Pourquoi un hébergeur québécois en 2026
Pour une entreprise dont les clients sont surtout au Québec, la question n'est pas « cloud mondial ou rien ». C'est : où vit le HTML, qui répond quand ça casse, et sous quelle juridiction se trouvent les données du site.
Latence : ce qui est mesurable
Chaque kilomètre n'est pas magique, mais un aller-retour Montréal–Virginie coûte plus cher en millisecondes qu'un aller-retour Montréal–Montréal. Pour un site vitrine, une boutique WooCommerce ou une réservation de camping, un TTFB plus court se sent surtout sur mobile et sur les pages dynamiques.

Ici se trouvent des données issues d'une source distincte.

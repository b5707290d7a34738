//! Two-slot decoded frame buffer.
//!
//! Decoders are pipelined: the picture returned for a packet can belong to
//! an earlier packet, and the picture for the target timestamp may only
//! appear one call later. Keeping the two most recent pictures and choosing
//! the one nearest the target corrects for that latency without adding
//! artificial delay.

/// One decoded picture and where it came from.
#[derive(Debug, Clone)]
pub struct DecodedFrameRecord<P> {
    /// The decoded picture, still in the source's native format.
    pub picture: P,
    /// Native timestamp of the picture.
    pub timestamp: i64,
    /// Byte offset of the packet that carried it, when known.
    pub position: Option<u64>,
    /// Whether the decoder reports the picture as a keyframe.
    pub is_keyframe: bool,
    /// Video packets read since the last keyframe packet.
    pub packets_since_key: u32,
    /// Video payload bytes read since the last keyframe packet.
    pub bytes_since_key: u64,
}

/// Fixed two-slot ring of [`DecodedFrameRecord`]s, overwritten round-robin.
#[derive(Debug)]
pub struct FrameRing<P> {
    slots: [Option<DecodedFrameRecord<P>>; 2],
    next: usize,
}

impl<P> Default for FrameRing<P> {
    fn default() -> Self {
        Self::new()
    }
}

impl<P> FrameRing<P> {
    /// Create an empty ring.
    pub fn new() -> Self {
        Self {
            slots: [None, None],
            next: 0,
        }
    }

    /// Store a record, replacing the older of the two slots.
    pub fn push(&mut self, record: DecodedFrameRecord<P>) {
        self.slots[self.next] = Some(record);
        self.next ^= 1;
    }

    /// The record closest to `target`, see [`best_fit`].
    pub fn nearest_to(&self, target: i64) -> Option<&DecodedFrameRecord<P>> {
        let stamp =
            |slot: &Option<DecodedFrameRecord<P>>| slot.as_ref().map_or(-1, |r| r.timestamp);
        best_fit(target, stamp(&self.slots[0]), stamp(&self.slots[1]))
            .and_then(|index| self.slots[index].as_ref())
    }

    /// The most recently pushed record.
    pub fn latest(&self) -> Option<&DecodedFrameRecord<P>> {
        self.slots[self.next ^ 1].as_ref()
    }

    /// Forget both records, e.g. after a seek.
    pub fn clear(&mut self) {
        self.slots = [None, None];
        self.next = 0;
    }

    /// Number of occupied slots.
    pub fn len(&self) -> usize {
        self.slots.iter().filter(|slot| slot.is_some()).count()
    }

    /// Whether neither slot holds a record.
    pub fn is_empty(&self) -> bool {
        self.len() == 0
    }
}

/// Pick the candidate timestamp nearest `target`.
///
/// Negative timestamps mark empty or invalid slots. Returns the index (0 or
/// 1) of the chosen candidate, the only valid one if just one is valid, or
/// `None` when neither is. Ties go to slot 0.
///
/// # Example
///
/// ```
/// use snapsheet::frame_ring::best_fit;
///
/// assert_eq!(best_fit(100, 90, 130), Some(0));
/// assert_eq!(best_fit(100, -1, 500), Some(1));
/// assert_eq!(best_fit(100, -1, -1), None);
/// ```
pub fn best_fit(target: i64, first: i64, second: i64) -> Option<usize> {
    match (first >= 0, second >= 0) {
        (false, false) => None,
        (true, false) => Some(0),
        (false, true) => Some(1),
        (true, true) => {
            let first_distance = first.abs_diff(target);
            let second_distance = second.abs_diff(target);
            if first_distance <= second_distance {
                Some(0)
            } else {
                Some(1)
            }
        }
    }
}
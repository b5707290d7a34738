//! Seekability probing.
//!
//! Containers advertise seeking they cannot deliver: raw streams, damaged
//! indexes and some transport streams accept a seek and land somewhere
//! else entirely. Before relying on seeks, a few are tried and the landing
//! error is measured against where a linear byte-to-time model says the
//! target should be.

use std::fmt::{Display, Formatter, Result as FmtResult};

use log::{debug, info};

use crate::config::Thresholds;
use crate::error::SnapError;
use crate::keyframe::KeyframeCadence;
use crate::source::{MediaSource, SeekTarget, StreamInfo};

/// How well a stream honours seek requests.
#[derive(Debug, Clone, Copy, PartialEq, Eq, Default)]
pub enum Seekability {
    /// Not probed, or the file is too short to probe.
    #[default]
    Unknown,
    /// Seeks do not land near their target.
    None,
    /// Only forward seeks land near their target.
    ForwardOnly,
    /// Seeks work in both directions.
    Free,
}

impl Display for Seekability {
    fn fmt(&self, f: &mut Formatter<'_>) -> FmtResult {
        let text = match self {
            Seekability::Unknown => "unknown",
            Seekability::None => "none",
            Seekability::ForwardOnly => "forward-only",
            Seekability::Free => "free",
        };
        f.write_str(text)
    }
}

/// What the probe measured.
#[derive(Debug, Clone, Default, PartialEq)]
pub struct ProbeReport {
    /// The verdict.
    pub seekability: Seekability,
    /// Relative landing error of each forward probe.
    pub forward_errors: Vec<f64>,
    /// Relative landing error of each backward probe.
    pub backward_errors: Vec<f64>,
    /// Native timestamp units per byte over the sampled keyframes.
    pub ticks_per_byte: Option<f64>,
}

/// Landing error recorded for failed seeks and seeks past the end.
const FAILED_PROBE_ERROR: f64 = 1.0;

/// Sample window grows by this factor when it covers too little of the file.
const SAMPLE_EXTENSION: i64 = 10;

#[derive(Debug, Clone, Copy)]
struct Keypoint {
    timestamp: i64,
    position: u64,
}

/// Read forward to the first keyframe at least `sample_ms` past the first
/// keyframe, extending the window once when it ends in the first tenth of
/// the file.
fn sample_keyframes<S: MediaSource>(
    source: &mut S,
    stream: &StreamInfo,
    sample_ms: i64,
    cadence: &mut KeyframeCadence,
) -> Result<Option<(Keypoint, Keypoint)>, SnapError> {
    let file_size = source.container().file_size;
    let mut window = stream.time_base.from_millis(sample_ms);
    let mut extended = false;
    let mut first: Option<Keypoint> = None;

    while let Some(packet) = source.read_packet()? {
        if packet.stream_index != stream.index || !packet.is_keyframe {
            continue;
        }
        let (Some(timestamp), Some(position)) = (packet.timestamp(), packet.position) else {
            continue;
        };
        cadence.credit(timestamp);
        let keypoint = Keypoint {
            timestamp,
            position,
        };
        let Some(origin) = first else {
            first = Some(keypoint);
            continue;
        };
        if timestamp - origin.timestamp < window {
            continue;
        }
        if !extended && position < file_size / 10 {
            extended = true;
            window *= SAMPLE_EXTENSION;
            continue;
        }
        return Ok(Some((origin, keypoint)));
    }
    Ok(None)
}

/// Seek to `target` and return where the next video packet landed.
fn landing<S: MediaSource>(
    source: &mut S,
    stream: &StreamInfo,
    target: i64,
    backward: bool,
) -> Result<Option<i64>, SnapError> {
    if let Err(error) = source.seek(SeekTarget::Timestamp {
        stream_index: stream.index,
        timestamp: target,
        backward,
    }) {
        debug!("Probe seek to {target} failed: {error}");
        return Ok(None);
    }
    while let Some(packet) = source.read_packet()? {
        if packet.stream_index == stream.index
            && let Some(timestamp) = packet.timestamp()
        {
            return Ok(Some(timestamp));
        }
    }
    Ok(None)
}

fn relative_error(landed: Option<i64>, target: i64, origin: i64) -> f64 {
    match landed {
        Some(landed) => {
            let span = (target - origin).unsigned_abs().max(1) as f64;
            landed.abs_diff(target) as f64 / span
        }
        None => FAILED_PROBE_ERROR,
    }
}

fn minimum(errors: &[f64]) -> f64 {
    errors.iter().copied().fold(f64::INFINITY, f64::min)
}

/// Classify how well `stream` can be sought.
///
/// `duration_ms` bounds the probe targets. Seek failures are measured, not
/// propagated; only read errors abort. The source is rewound and the
/// cadence window reset before returning.
pub fn probe_seekability<S: MediaSource>(
    source: &mut S,
    stream: &StreamInfo,
    duration_ms: i64,
    thresholds: &Thresholds,
    cadence: &mut KeyframeCadence,
) -> Result<ProbeReport, SnapError> {
    source.rewind()?;
    cadence.reset();
    let report = run_probes(source, stream, duration_ms, thresholds, cadence);
    source.rewind()?;
    cadence.reset();

    let report = report?;
    info!(
        "Seekability {} (forward {:?}, backward {:?})",
        report.seekability, report.forward_errors, report.backward_errors
    );
    Ok(report)
}

fn run_probes<S: MediaSource>(
    source: &mut S,
    stream: &StreamInfo,
    duration_ms: i64,
    thresholds: &Thresholds,
    cadence: &mut KeyframeCadence,
) -> Result<ProbeReport, SnapError> {
    let Some((origin, sample_end)) =
        sample_keyframes(source, stream, thresholds.probe_sample_ms, cadence)?
    else {
        debug!("Stream too short to probe seeking");
        return Ok(ProbeReport::default());
    };

    let bytes = sample_end.position.saturating_sub(origin.position).max(1);
    let ticks_per_byte = (sample_end.timestamp - origin.timestamp) as f64 / bytes as f64;
    let file_size = source.container().file_size;
    let probes = thresholds.probe_count.max(1) as i64;
    let stride = file_size.saturating_sub(sample_end.position) as f64 / (probes + 1) as f64;
    let tick_stride = (ticks_per_byte * stride) as i64;
    let stream_start = stream.start_time.unwrap_or(0);
    let stream_end = stream_start + stream.time_base.from_millis(duration_ms);

    let mut report = ProbeReport {
        ticks_per_byte: Some(ticks_per_byte),
        ..ProbeReport::default()
    };

    let mut position = sample_end.timestamp;
    let mut last_landing = None;
    for step in 1..=probes {
        let target = (sample_end.timestamp + tick_stride * step).min(stream_end);
        let landed = landing(source, stream, target, false)?;
        report.forward_errors.push(relative_error(landed, target, position));
        if let Some(landed) = landed {
            position = landed;
            last_landing = Some(landed);
        }
    }

    if minimum(&report.forward_errors) > thresholds.seek_error_tolerance {
        report.seekability = Seekability::None;
        return Ok(report);
    }

    let from = last_landing.unwrap_or(position);
    position = from;
    for step in 1..=probes {
        let target = (from - tick_stride * step).max(stream_start);
        let landed = landing(source, stream, target, true)?;
        report.backward_errors.push(relative_error(landed, target, position));
        if let Some(landed) = landed {
            position = landed;
        }
    }

    report.seekability = if minimum(&report.backward_errors) > thresholds.seek_error_tolerance {
        Seekability::ForwardOnly
    } else {
        Seekability::Free
    };
    Ok(report)
}
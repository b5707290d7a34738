//! Error types for the `snapsheet` crate.
//!
//! This module defines [`SnapError`], the unified error type returned by all
//! fallible operations in the crate. Errors carry enough context (file
//! paths, stream indices, upstream messages) to be reported through the
//! notification channel without additional logging at the call site.

use std::{io::Error as IoError, path::PathBuf};

#[cfg(feature = "ffmpeg")]
use ffmpeg_next::Error as FfmpegError;
use image::ImageError;
use thiserror::Error;

/// The unified error type for all `snapsheet` operations.
///
/// Only a handful of variants abort a file: see
/// [`is_fatal_per_file`](SnapError::is_fatal_per_file). Per-packet decode
/// failures never surface here; the acquisition strategies count and skip
/// them.
#[derive(Debug, Error)]
#[non_exhaustive]
pub enum SnapError {
    /// The media file could not be opened.
    #[error("Failed to open media file at {path}: {reason}")]
    FileOpen {
        /// Path that was passed to [`crate::Session::open`].
        path: PathBuf,
        /// Underlying reason the open failed.
        reason: String,
    },

    /// Stream information could not be read from the container.
    #[error("Failed to read stream information: {0}")]
    StreamInfo(String),

    /// The file does not contain a decodable video stream.
    #[error("No video stream found in file")]
    NoVideoStream,

    /// The video decoder could not be opened.
    #[error("Failed to open video decoder: {0}")]
    CodecOpen(String),

    /// The resolved duration is too short for a video clip.
    #[error("Duration of {millis} ms is below the {minimum} ms minimum")]
    DurationTooShort {
        /// Resolved duration in milliseconds.
        millis: i64,
        /// Configured minimum in milliseconds.
        minimum: i64,
    },

    /// The pixel-format converter could not be created or run.
    #[error("Scaler error: {0}")]
    Scaler(String),

    /// A seek request was rejected by the container.
    #[error("Seek failed: {0}")]
    Seek(String),

    /// A packet could not be decoded.
    #[error("Failed to decode video packet: {0}")]
    Decode(String),

    /// An error originating from the FFmpeg libraries.
    #[error("FFmpeg error: {0}")]
    Ffmpeg(String),

    /// An I/O error occurred while reading or writing files.
    #[error("I/O error: {0}")]
    Io(#[from] IoError),

    /// An error from the `image` crate while composing or saving output.
    #[error("Image processing error: {0}")]
    Image(#[from] ImageError),

    /// Options that cannot produce any output.
    #[error("Invalid options: {0}")]
    InvalidOptions(String),

    /// The layout places no shot inside the file's range.
    #[error("No shots fit into {millis} ms")]
    NoShotsFit {
        /// Resolved duration in milliseconds.
        millis: i64,
    },

    /// A session operation was called in the wrong lifecycle state.
    #[error("Session is {found}, expected {expected}")]
    InvalidState {
        /// State the operation requires.
        expected: &'static str,
        /// State the session was in.
        found: &'static str,
    },
}

impl SnapError {
    /// Whether this error ends processing of the current file.
    ///
    /// Fatal-per-file errors are reported and the file is skipped; a queue
    /// of files carries on with the next one.
    pub fn is_fatal_per_file(&self) -> bool {
        matches!(
            self,
            SnapError::FileOpen { .. }
                | SnapError::StreamInfo(_)
                | SnapError::NoVideoStream
                | SnapError::CodecOpen(_)
                | SnapError::DurationTooShort { .. }
                | SnapError::NoShotsFit { .. }
        )
    }
}

#[cfg(feature = "ffmpeg")]
impl From<FfmpegError> for SnapError {
    fn from(error: FfmpegError) -> Self {
        SnapError::Ffmpeg(error.to_string())
    }
}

Nous hébergeons les sites sur nos serveurs à Montréal. Ce n'est pas une promesse de « 10× plus rapide » : c'est une géographie favorable pour une audience locale, combinée à du stockage NVMe et une stack que nous administrons nous-mêmes.
Proximité humaine
La latence réseau n'est qu'une moitié du service. L'autre, c'est pouvoir parler à quelqu'un qui connaît l'infrastructure — en français, pendant les heures publiées — plutôt qu'à un centre d'appels générique. Nos heures de soutien sont affichées sans fausse promesse de « 24/7 expert ».
Conformité : nuance obligatoire
Héberger au Québec simplifie souvent le récit Loi 25 pour les données du site, mais ce n'est pas un bouclier absolu. Nos sauvegardes, par exemple, sont chiffrées avant transfert et entreposées hors site — le détail est dans Loi 25 et localisation et nos pages légales.